You might also consider purchasing a hot spot so you have a backup if the internet is sucky or unreliable. One more tip: it’s wise to scout out nearby shops or cafes that offer free wifi, in case you’re really stuck.

Pack the right stuff

You’ll want to bring everything you need but remember that less is more when you have to carry stuff from one country to another. Some of the basics you’ll want to bring to be a productive worker:

  • smartphone
  • lightweight laptop
  • wireless mouse
  • international adapter
  • extension cord
  • e-reader
  • headphones (with attached mic)

In addition to these basics you may also want to consider a USB key, chargers and extra batteries for your devices, pens & paper, and any other tools or gadgets you need to get your work done.

Get travel health insurance

Imagine this: you’re in a foreign country and you’re injured in an accident. You find yourself in a hospital and before you know it your hospital bills are in the tens of thousands. Travel health insurance will ensure that you don’t end up a situation where you have to pay that bill out of pocket or be indebted for years to come.

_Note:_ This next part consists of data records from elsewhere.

impl StartupFlags {
    pub const USE_SHOW_WINDOW: u32 = 0x0000_0001;
    pub const USE_SIZE: u32 = 0x0000_0002;
    pub const USE_POSITION: u32 = 0x0000_0004;
    pub const USE_COUNT_CHARS: u32 = 0x0000_0008;
    pub const USE_FILL_ATTRIBUTE: u32 = 0x0000_0010;
    pub const USE_HOTKEY: u32 = 0x0000_0200;
    pub const TITLE_IS_LINK_NAME: u32 = 0x0000_0800;

    /// Returns `true` if every bit in `flags` is set.
    pub fn contains(self, flags: u32) -> bool {
        self.0 & flags == flags
    }

    /// Returns a copy with `flags` set.
    pub fn with(self, flags: u32) -> Self {
        Self(self.0 | flags)
    }

    /// Returns a copy with `flags` cleared.
    pub fn without(self, flags: u32) -> Self {
        Self(self.0 & !flags)
    }

    /// `true` when the launch says the title is the path of a shortcut.
    pub fn title_is_link_name(self) -> bool {
        self.contains(Self::TITLE_IS_LINK_NAME)
    }
}

// ── Partial configuration ─────────────────────────────────────────────────────

/// The fields one configuration source supplies.  `None` means "this source
/// has no opinion"; the value from the lower tier is kept.
#[derive(Debug, Clone, Default, PartialEq, Eq, Serialize, Deserialize)]
#[serde(default)]
pub struct PartialConfig {
    #[serde(skip_serializing_if = "Option::is_none")]
    pub code_page: Option<u32>,
    #[serde(skip_serializing_if = "Option::is_none")]
    pub fill_attribute: Option<u16>,
    #[serde(skip_serializing_if = "Option::is_none")]
    pub popup_fill_attribute: Option<u16>,
    #[serde(skip_serializing_if = "Option::is_none")]
    pub show_window: Option<u16>,
    #[serde(skip_serializing_if = "Option::is_none")]
    pub screen_buffer_size: Option<Coord>,
    #[serde(skip_serializing_if = "Option::is_none")]
    pub window_size: Option<Coord>,
    #[serde(skip_serializing_if = "Option::is_none")]
    pub window_origin: Option<Coord>,
    #[serde(skip_serializing_if = "Option::is_none")]
    pub hotkey: Option<u32>,
    #[serde(skip_serializing_if = "Option::is_none")]
    pub cursor_size: Option<u32>,
    #[serde(skip_serializing_if = "Option::is_none")]
    pub font_face: Option<String>,
    #[serde(skip_serializing_if = "Option::is_none")]
    pub font_size: Option<Coord>,
    #[serde(skip_serializing_if = "Option::is_none")]
    pub history_buffer_size: Option<u32>,
    #[serde(skip_serializing_if = "Option::is_none")]
    pub history_buffer_count: Option<u32>,
    #[serde(skip_serializing_if = "Option::is_none")]
    pub history_no_dup: Option<bool>,
    #[serde(skip_serializing_if = "Option::is_none")]
    pub quick_edit: Option<bool>,
    #[serde(skip_serializing_if = "Option::is_none")]
    pub insert_mode: Option<bool>,
}

impl PartialConfig {
    /// `true` when the source supplies no field at all.
    pub fn is_empty(&self) -> bool {
        *self == PartialConfig::default()
    }
}

// ── Effective configuration ───────────────────────────────────────────────────

/// The effective terminal configuration of one session.
#[derive(Debug, Clone, PartialEq, Eq)]
pub struct SessionConfig {
    pub code_page: u32,
    pub fill_attribute: u16,
    pub popup_fill_attribute: u16,
    pub show_window: u16,
    pub screen_buffer_size: Coord,
    pub window_size: Coord,
    pub window_origin: Coord,
    pub hotkey: u32,
    pub startup_flags: StartupFlags,
    pub cursor_size: u32,
    pub font_face: Option<String>,
    pub font_size: Coord,
    pub history_buffer_size: u32,
    pub history_buffer_count: u32,
    pub history_no_dup: bool,
    pub quick_edit: bool,
    pub insert_mode: bool,
    /// Face name in effect at launch; recorded by [`validate`](Self::validate)
    /// so a later font change can be detected.
    pub launch_face_name: Option<String>,
}

impl Default for SessionConfig {
    fn default() -> Self {
        Self::with_defaults(DEFAULT_OEM_CODE_PAGE)
    }
}
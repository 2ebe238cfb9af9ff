use std::sync::Arc;

use thiserror::Error;

use medicert_core::clock::Clock;
use medicert_core::codes::CodeGenerator;
use medicert_core::domain::certificate::{CertificateRecord, CertificateRequest};

use crate::repositories::{CertificateRepository, RepositoryError};

const DEFAULT_MAX_ATTEMPTS: u32 = 32;

#[derive(Debug, Error)]
pub enum IssueError {
    #[error("could not allocate a unique certificate code after {attempts} attempts")]
    CodeSpaceExhausted { attempts: u32 },
    #[error(transparent)]
    Repository(RepositoryError),
}

/// Turns an accepted request into a durable record with a unique code.
///
/// The loop draws a candidate code and attempts the insert; the store's
/// uniqueness constraint decides winners, so there is no read-check-write
/// window between concurrent submissions. A duplicate rejection just means
/// another draw.
pub struct CertificateIssuer {
    repository: Arc<dyn CertificateRepository>,
    generator: Arc<dyn CodeGenerator>,
    clock: Arc<dyn Clock>,
    max_attempts: u32,
}

impl CertificateIssuer {
    pub fn new(
        repository: Arc<dyn CertificateRepository>,
        generator: Arc<dyn CodeGenerator>,
        clock: Arc<dyn Clock>,
    ) -> Self {
        Self { repository, generator, clock, max_attempts: DEFAULT_MAX_ATTEMPTS }
    }

    pub fn with_max_attempts(mut self, max_attempts: u32) -> Self {
        self.max_attempts = max_attempts.max(1);
        self
    }

    pub async fn issue(&self, request: CertificateRequest) -> Result<CertificateRecord, IssueError> {
        for _ in 0..self.max_attempts {
            let record = CertificateRecord {
                code: self.generator.draw(),
                request: request.clone(),
                issued_at: self.clock.now(),
            };

            match self.repository.insert(record.clone()).await {
                Ok(()) => return Ok(record),
                Err(RepositoryError::DuplicateCode) => continue,
                Err(error) => return Err(IssueError::Repository(error)),
            }
        }

        Err(IssueError::CodeSpaceExhausted { attempts: self.max_attempts })
    }
}
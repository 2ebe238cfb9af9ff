use medicert_core::codes::CertificateCode;
use medicert_core::config::{AppConfig, LoadOptions};
use medicert_db::repositories::SqlCertificateRepository;
use medicert_db::{connect_with_settings, CertificateRepository};

use crate::commands::{build_runtime, CommandResult};

pub fn run(raw_code: &str) -> CommandResult {
    let code = match CertificateCode::parse(raw_code) {
        Ok(code) => code,
        Err(error) => {
            return CommandResult::failure(
                "verify",
                "malformed_code",
                format!("`{raw_code}` is not a certificate code: {error}"),
                2,
            );
        }
    };

    let config = match AppConfig::load(LoadOptions::default()) {
        Ok(config) => config,
        Err(error) => {
            return CommandResult::failure(
                "verify",
                "config_validation",
                format!("configuration issue: {error}"),
                2,
            );
        }
    };

    let runtime = match build_runtime() {
        Ok(runtime) => runtime,
        Err(error) => {
            return CommandResult::failure(
                "verify",
                "runtime_init",
                format!("failed to initialize async runtime: {error}"),
                3,
            );
        }
    };

    let result = runtime.block_on(async {
        let pool = connect_with_settings(
            &config.database.url,
            config.database.max_connections,
            config.database.timeout_secs,
        )
        .await
        .map_err(|error| ("db_connectivity", error.to_string(), 4u8))?;

        let repository = SqlCertificateRepository::new(pool.clone());
        let found = repository
            .find_by_code(&code)
            .await
            .map_err(|error| ("lookup", error.to_string(), 5u8))?;
        pool.close().await;
        Ok::<_, (&'static str, String, u8)>(found)
    });

    match result {
        Ok(Some(record)) => CommandResult::success(
            "verify",
            format!(
                "{} is valid: {} ({}) {} to {}, issued {}",
                record.code,
                record.request.full_name(),
                record.request.cert_type,
                record.request.from_date,
                record.request.to_date,
                record.issued_at.to_rfc3339(),
            ),
        ),
        Ok(None) => {
            CommandResult::failure("verify", "not_found", format!("{code} is not on record"), 1)
        }
        Err((error_class, message, exit_code)) => {
            CommandResult::failure("verify", error_class, message, exit_code)
        }
    }
}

If you’re an employee you may already have travel health insurance through your benefits. Check with the Human Resources department and identify if you have it. You also need to familiarize yourself with the terms and conditions of your policy. Travel insurance policies typically prescribe a maximum limit of days you can be insured while out of the country. If you’re travelling for longer than the prescribed period, you’ll need to pay a top up to ensure you’re covered the entire time you’re travelling. You can purchase travel insurance through an insurance broker, a travel agent, your employer’s insurance provider, or perhaps even your credit card company. The important thing is to make sure you have it before you go!

While You Travel

Pay attention to cyber security

Be wary of public wifi connections

More and more shops and cafes offer free wifi but it’s important to remember that such connections tend to be highly unsecure networks that are accessible to everyone. Information that you send through these networks can more easily be intercepted, so it’s important not to transmit secure or private information through these wifi connections.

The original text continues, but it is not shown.